The task →
Go through the data below and copy each line where the word "another" occurs.

[Dataset records]
####################

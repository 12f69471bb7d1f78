//! CLI command implementations.

pub(crate) mod convert;

pub(crate) use convert::ConvertArgs;
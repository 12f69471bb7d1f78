//! Markdown document tree with pluggable processors.
//!
//! This crate parses markdown with pulldown-cmark into an [`Element`] tree,
//! lets [`InlineProcessor`]s and [`TreeProcessor`]s rewrite it, and serializes
//! the result to HTML.
//!
//! # Architecture
//!
//! - [`TreeBuilder`]: pulldown-cmark events to [`Element`]/[`Node`] tree
//! - [`InlineProcessor`]: regex-driven replacement of text spans
//! - [`TreeProcessor`]: whole-tree passes run after the tree is static
//! - [`Registry`]: capabilities a processor can query (e.g. [`Capability::AttrList`])
//! - [`to_html`]: compact HTML5 serialization
//!
//! # Example
//!
//! ```
//! use mdx_renderer::{Capability, Markdown};
//!
//! let mut md = Markdown::new().with_capability(Capability::AttrList);
//! let html = md.convert("| a |\n|---|\n| 1 |");
//! assert!(html.starts_with("<table>"));
//! ```

mod attr_list;
mod builder;
mod html;
mod markdown;
mod processor;
mod registry;
mod tree;

pub use attr_list::{AttrList, assign_attrs};
pub use builder::{ROOT_TAG, TreeBuilder};
pub use html::{element_to_html, escape_html, to_html};
pub use markdown::Markdown;
pub use processor::{InlineMatch, InlineProcessor, TreeProcessor};
pub use registry::{Capability, Registry};
pub use tree::{Element, Node};
#[cfg(test)]
mod tests {
    use super::*;
    use mdx_config::PrefixPair;
    use mdx_renderer::{Markdown, element_to_html};
    use pretty_assertions::assert_eq;

    fn render(config: CrossRefConfig, group: &str) -> Option<String> {
        let table = GroupingTable::parse(group)?;
        Some(element_to_html(&CrossRefProcessor::new(config).render(&table)))
    }

    fn convert(config: CrossRefConfig, markdown: &str) -> String {
        Markdown::new()
            .with_inline(CrossRefProcessor::new(config))
            .convert(markdown)
    }

    fn grouped() -> CrossRefConfig {
        CrossRefConfig {
            enable_ref_group: true,
            ..CrossRefConfig::default()
        }
    }

    #[test]
    fn test_parse_atomic_reference() {
        let r = AtomicReference::parse("@fig:example-1").unwrap();
        assert_eq!(r.ref_type, RefType::Figure);
        assert_eq!(r.literal_prefix, "");
        assert_eq!(r.tag, "example-1");
        assert_eq!(r.ordinal, 0);
        assert_eq!(r.target_id(), "fig:example-1");
    }

    #[test]
    fn test_parse_suppressed_prefix() {
        let r = AtomicReference::parse("-@eq:energy").unwrap();
        assert_eq!(r.literal_prefix, "-");
        assert_eq!(r.ref_type, RefType::Equation);
    }

    #[test]
    fn test_parse_rejects_malformed() {
        assert!(AtomicReference::parse("fig:a").is_none());
        assert!(AtomicReference::parse("@fig").is_none());
        assert!(AtomicReference::parse("@fig:a b").is_none());
        assert!(AtomicReference::parse("a@b @fig:c").is_none());
        assert!(AtomicReference::parse("@figure:a").is_none());
        assert!(AtomicReference::parse("").is_none());
    }

    #[test]
    fn test_grouping_order() {
        let table = GroupingTable::parse("@fig:a;@sec:b;@fig:c").unwrap();
        assert_eq!(
            table.types().collect::<Vec<_>>(),
            vec![RefType::Figure, RefType::Section]
        );
        assert_eq!(table.len(), 3);
        let fig_tags: Vec<&str> = table.types[0].prefixes[0]
            .refs
            .iter()
            .map(|r| r.tag.as_str())
            .collect();
        assert_eq!(fig_tags, vec!["a", "c"]);
    }

    #[test]
    fn test_grouping_by_literal_prefix() {
        let table = GroupingTable::parse("A @fig:1; A @fig:2; B @fig:3; @fig:4").unwrap();
        let prefixes: Vec<(&str, usize)> = table.types[0]
            .prefixes
            .iter()
            .map(|b| (b.literal_prefix.as_str(), b.refs.len()))
            .collect();
        assert_eq!(prefixes, vec![("A", 2), ("B", 1), ("", 1)]);
    }

    #[test]
    fn test_group_rejected_when_any_piece_invalid() {
        assert!(GroupingTable::parse("@fig:a;@invalid:b").is_none());
        assert!(GroupingTable::parse("@fig:a;").is_none());
        assert!(GroupingTable::parse("").is_none());
        assert!(GroupingTable::parse("just text").is_none());
    }

    #[test]
    fn test_single_reference() {
        assert_eq!(
            render(CrossRefConfig::default(), "@fig:example1").unwrap(),
            r##"<span><a href="#fig:example1">fig.</a></span>"##
        );
    }

    #[test]
    fn test_ordering_and_delimiters() {
        assert_eq!(
            render(CrossRefConfig::default(), "@fig:a;@sec:b;@fig:c").unwrap(),
            r##"<span><a href="#fig:a">fig.</a>, <a href="#fig:c">fig.</a>, <a href="#sec:b">sec.</a></span>"##
        );
    }

    #[test]
    fn test_distinct_delimiters() {
        let config = CrossRefConfig {
            ref_delim: " & ".to_owned(),
            group_delim: "; ".to_owned(),
            ..CrossRefConfig::default()
        };
        assert_eq!(
            render(config, "@fig:a;@fig:b;@tbl:c").unwrap(),
            r##"<span><a href="#fig:a">fig.</a> &amp; <a href="#fig:b">fig.</a>; <a href="#tbl:c">tbl.</a></span>"##
        );
    }

    #[test]
    fn test_dropped_type_keeps_group_valid() {
        let config = CrossRefConfig {
            remove_ref_types: vec![RefType::Section],
            ..CrossRefConfig::default()
        };
        assert_eq!(
            render(config, "@fig:a;@sec:b").unwrap(),
            r##"<span><a href="#fig:a">fig.</a></span>"##
        );
    }

    #[test]
    fn test_dropped_type_between_kept_types() {
        let config = CrossRefConfig {
            remove_ref_types: vec![RefType::Section],
            ..CrossRefConfig::default()
        };
        assert_eq!(
            render(config, "@fig:a;@sec:b;@tbl:c").unwrap(),
            r##"<span><a href="#fig:a">fig.</a>, <a href="#tbl:c">tbl.</a></span>"##
        );
    }

    #[test]
    fn test_all_references_dropped_renders_empty() {
        let config = CrossRefConfig {
            remove_ref_types: vec![RefType::Section],
            ..CrossRefConfig::default()
        };
        assert_eq!(render(config.clone(), "@sec:a;@sec:b").unwrap(), "<span></span>");
        assert_eq!(convert(config, "See [@sec:a] here."), "<p>See <span></span> here.</p>");
    }

    #[test]
    fn test_suppressed_prefix() {
        assert_eq!(
            render(CrossRefConfig::default(), "-@fig:example1").unwrap(),
            r##"<span><a href="#fig:example1"></a></span>"##
        );
    }

    #[test]
    fn test_literal_prefix_non_grouped() {
        assert_eq!(
            render(CrossRefConfig::default(), "Prefix @fig:1").unwrap(),
            r##"<span><a href="#fig:1">Prefix</a></span>"##
        );
    }

    #[test]
    fn test_non_grouped_always_singular() {
        assert_eq!(
            render(CrossRefConfig::default(), "@fig:a;@fig:b").unwrap(),
            r##"<span><a href="#fig:a">fig.</a>, <a href="#fig:b">fig.</a></span>"##
        );
    }

    #[test]
    fn test_grouped_literal_prefixes() {
        assert_eq!(
            render(grouped(), "A @fig:1; A @fig:2; B @fig:3").unwrap(),
            r##"<span>A <a href="#fig:1"></a>, <a href="#fig:2"></a>, B <a href="#fig:3"></a></span>"##
        );
    }

    #[test]
    fn test_grouped_plural_default_prefix() {
        assert_eq!(
            render(grouped(), "@fig:a;@fig:b;@sec:c").unwrap(),
            r##"<span>figs. <a href="#fig:a"></a>, <a href="#fig:b"></a>, sec. <a href="#sec:c"></a></span>"##
        );
    }

    #[test]
    fn test_grouped_suppressed_prefix() {
        assert_eq!(
            render(grouped(), "-@fig:a;-@fig:b").unwrap(),
            r##"<span><a href="#fig:a"></a>, <a href="#fig:b"></a></span>"##
        );
    }

    #[test]
    fn test_ordinal_shown() {
        let config = CrossRefConfig {
            enable_ref_number: true,
            ..CrossRefConfig::default()
        };
        assert_eq!(
            render(config, "@fig:a;-@eq:b").unwrap(),
            r##"<span><a href="#fig:a">fig. 0</a>, <a href="#eq:b">0</a></span>"##
        );
    }

    #[test]
    fn test_grouped_ordinal_shown() {
        let config = CrossRefConfig {
            enable_ref_number: true,
            ..grouped()
        };
        assert_eq!(
            render(config, "@tbl:a;@tbl:b").unwrap(),
            r##"<span>tbls. <a href="#tbl:a">0</a>, <a href="#tbl:b">0</a></span>"##
        );
    }

    #[test]
    fn test_custom_prefixes_and_delims() {
        let config = CrossRefConfig {
            ref_delim: "、".to_owned(),
            group_delim: "、".to_owned(),
            remove_ref_types: vec![RefType::Section],
            ..CrossRefConfig::default()
        }
        .with_prefix(RefType::Figure, PrefixPair::new("此图", "此图"));
        assert_eq!(
            render(config, "@fig:example1;@fig:example2;@sec:example3;@fig:example2").unwrap(),
            r##"<span><a href="#fig:example1">此图</a>、<a href="#fig:example2">此图</a>、<a href="#fig:example2">此图</a></span>"##
        );
    }

    #[test]
    fn test_inline_in_paragraph() {
        assert_eq!(
            convert(
                CrossRefConfig::default(),
                "This is a reference to [@fig:example1] and another to [@tbl:example2]."
            ),
            r##"<p>This is a reference to <span><a href="#fig:example1">fig.</a></span> and another to <span><a href="#tbl:example2">tbl.</a></span>.</p>"##
        );
    }

    #[test]
    fn test_invalid_group_left_unchanged() {
        let markdown = "Invalid reference [@invalid:example].";
        assert_eq!(
            convert(CrossRefConfig::default(), markdown),
            "<p>Invalid reference [@invalid:example].</p>"
        );
    }

    #[test]
    fn test_mixed_valid_invalid_left_unchanged() {
        assert_eq!(
            convert(CrossRefConfig::default(), "Mixed [@fig:a;@chapter:b] text"),
            "<p>Mixed [@fig:a;@chapter:b] text</p>"
        );
    }

    #[test]
    fn test_image_marker_not_a_group() {
        assert_eq!(
            convert(CrossRefConfig::default(), r"Bang \![@fig:a] here"),
            "<p>Bang ![@fig:a] here</p>"
        );
    }

    #[test]
    fn test_plain_brackets_after_rejection() {
        assert_eq!(
            convert(CrossRefConfig::default(), "[note] then [@sec:intro]"),
            r##"<p>[note] then <span><a href="#sec:intro">sec.</a></span></p>"##
        );
    }

    #[test]
    fn test_code_span_untouched() {
        assert_eq!(
            convert(CrossRefConfig::default(), "`[@fig:a]`"),
            "<p><code>[@fig:a]</code></p>"
        );
    }

    #[test]
    fn test_no_references_round_trip() {
        let markdown = "Just *plain* text with [brackets] and a [link](https://example.com).";
        assert_eq!(
            convert(CrossRefConfig::default(), markdown),
            Markdown::new().convert(markdown)
        );
    }
}
//! Colored terminal output utilities.

use console::{Style, Term};

/// Terminal output formatter writing to stderr, leaving stdout for HTML.
pub(crate) struct Output {
    term: Term,
    green: Style,
    red: Style,
}

impl Output {
    /// Create a new output formatter.
    #[must_use]
    pub(crate) fn new() -> Self {
        Self {
            term: Term::stderr(),
            green: Style::new().green(),
            red: Style::new().red(),
        }
    }

    /// Print an info message.
    pub(crate) fn info(&self, msg: &str) {
        let _ = self.term.write_line(msg);
    }

    /// Print a success message (green).
    pub(crate) fn success(&self, msg: &str) {
        let _ = self.term.write_line(&self.green.apply_to(msg).to_string());
    }

    /// Print an error message (red).
    pub(crate) fn error(&self, msg: &str) {
        let _ = self.term.write_line(&self.red.apply_to(msg).to_string());
    }
}
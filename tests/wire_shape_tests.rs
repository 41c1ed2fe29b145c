//! Wire shape compatibility with the webview bindings
//!
//! The JSON these types produce is the contract the TypeScript side was
//! written against; field spellings here are load-bearing.
use serde_json::json;

use manga_desk::application::Route;
use manga_desk::domain::{
    Chapter, ChapterFeed, ChapterQuery, DownloadRequest, MangaView, page_window,
};
use manga_desk::infrastructure::BackendError;

#[test]
fn manga_view_round_trips_camel_case() {
    let wire = json!({
        "id": "11aa",
        "title": "Moon Knight Errant",
        "status": "ongoing",
        "coverUrl": "https://covers.example/11aa.jpg",
        "langCodes": ["en", "fr"]
    });

    let view: MangaView = serde_json::from_value(wire.clone()).unwrap();
    assert_eq!(view.cover_url.as_deref(), Some("https://covers.example/11aa.jpg"));
    assert_eq!(view.lang_codes, vec!["en".to_owned(), "fr".to_owned()]);

    assert_eq!(serde_json::to_value(&view).unwrap(), wire);
}

#[test]
fn chapter_missing_optionals_serialize_as_null() {
    let chapter = Chapter {
        id: "c1".to_owned(),
        chapter: "Oneshot".to_owned(),
        volume: None,
        title: None,
        scan_group: None,
        pages: 32,
    };

    let wire = serde_json::to_value(&chapter).unwrap();
    assert_eq!(
        wire,
        json!({
            "id": "c1",
            "chapter": "Oneshot",
            "volume": null,
            "title": null,
            "scanGroup": null,
            "pages": 32
        })
    );
}

#[test]
fn chapter_feed_envelope_keeps_backend_field_names() {
    let wire = json!({
        "chapters": [{
            "id": "c1",
            "chapter": "1",
            "volume": "1",
            "title": "Beginnings",
            "scanGroup": { "id": "g1", "name": "night shift" },
            "pages": 20
        }],
        "limit": 10,
        "offset": 0,
        "total": 118
    });

    let feed: ChapterFeed = serde_json::from_value(wire).unwrap();
    assert_eq!(feed.chapters.len(), 1);
    assert_eq!(feed.chapters[0].scan_group.as_ref().unwrap().name, "night shift");
    assert_eq!(feed.pager().page_count(), 12);
}

#[test]
fn chapter_query_matches_the_invoke_arguments() {
    let query = ChapterQuery::first_page("11aa", "en", 10);

    assert_eq!(
        serde_json::to_value(&query).unwrap(),
        json!({
            "mangaId": "11aa",
            "lang": "en",
            "limit": 10,
            "offset": 0
        })
    );
}

#[test]
fn download_request_lists_chapter_ids() {
    let request = DownloadRequest {
        chapter_ids: vec!["c1".to_owned(), "c9".to_owned()],
    };

    assert_eq!(
        serde_json::to_value(&request).unwrap(),
        json!({ "chapterIds": ["c1", "c9"] })
    );
}

#[test]
fn page_window_serializes_for_the_navigation_strip() {
    let window = page_window(27, 30);

    assert_eq!(
        serde_json::to_value(&window).unwrap(),
        json!({
            "leadingJump": 1,
            "window": [25, 26, 27, 28, 29, 30],
            "trailingJump": null
        })
    );
}

#[test]
fn backend_errors_tag_their_kind() {
    let wire = serde_json::to_value(BackendError::EmptyQuery).unwrap();
    assert_eq!(wire, json!({ "kind": "emptyQuery" }));

    let wire = serde_json::to_value(BackendError::Api {
        status: 429,
        message: "slow down".to_owned(),
    })
    .unwrap();
    assert_eq!(
        wire,
        json!({
            "kind": "api",
            "detail": { "status": 429, "message": "slow down" }
        })
    );

    let parsed: BackendError =
        serde_json::from_value(json!({ "kind": "internal", "detail": "boom" })).unwrap();
    assert_eq!(parsed, BackendError::Internal("boom".to_owned()));
}

#[test]
fn routes_serialize_as_view_names() {
    assert_eq!(serde_json::to_value(Route::Search).unwrap(), json!("search"));
    assert_eq!(serde_json::to_value(Route::Title).unwrap(), json!("title"));
}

####################

Exercise response →
                "This is a reference to [@fig:example1] and another to [@tbl:example2]."
            r##"<p>This is a reference to <span><a href="#fig:example1">fig.</a></span> and another to <span><a href="#tbl:example2">tbl.</a></span>.</p>"##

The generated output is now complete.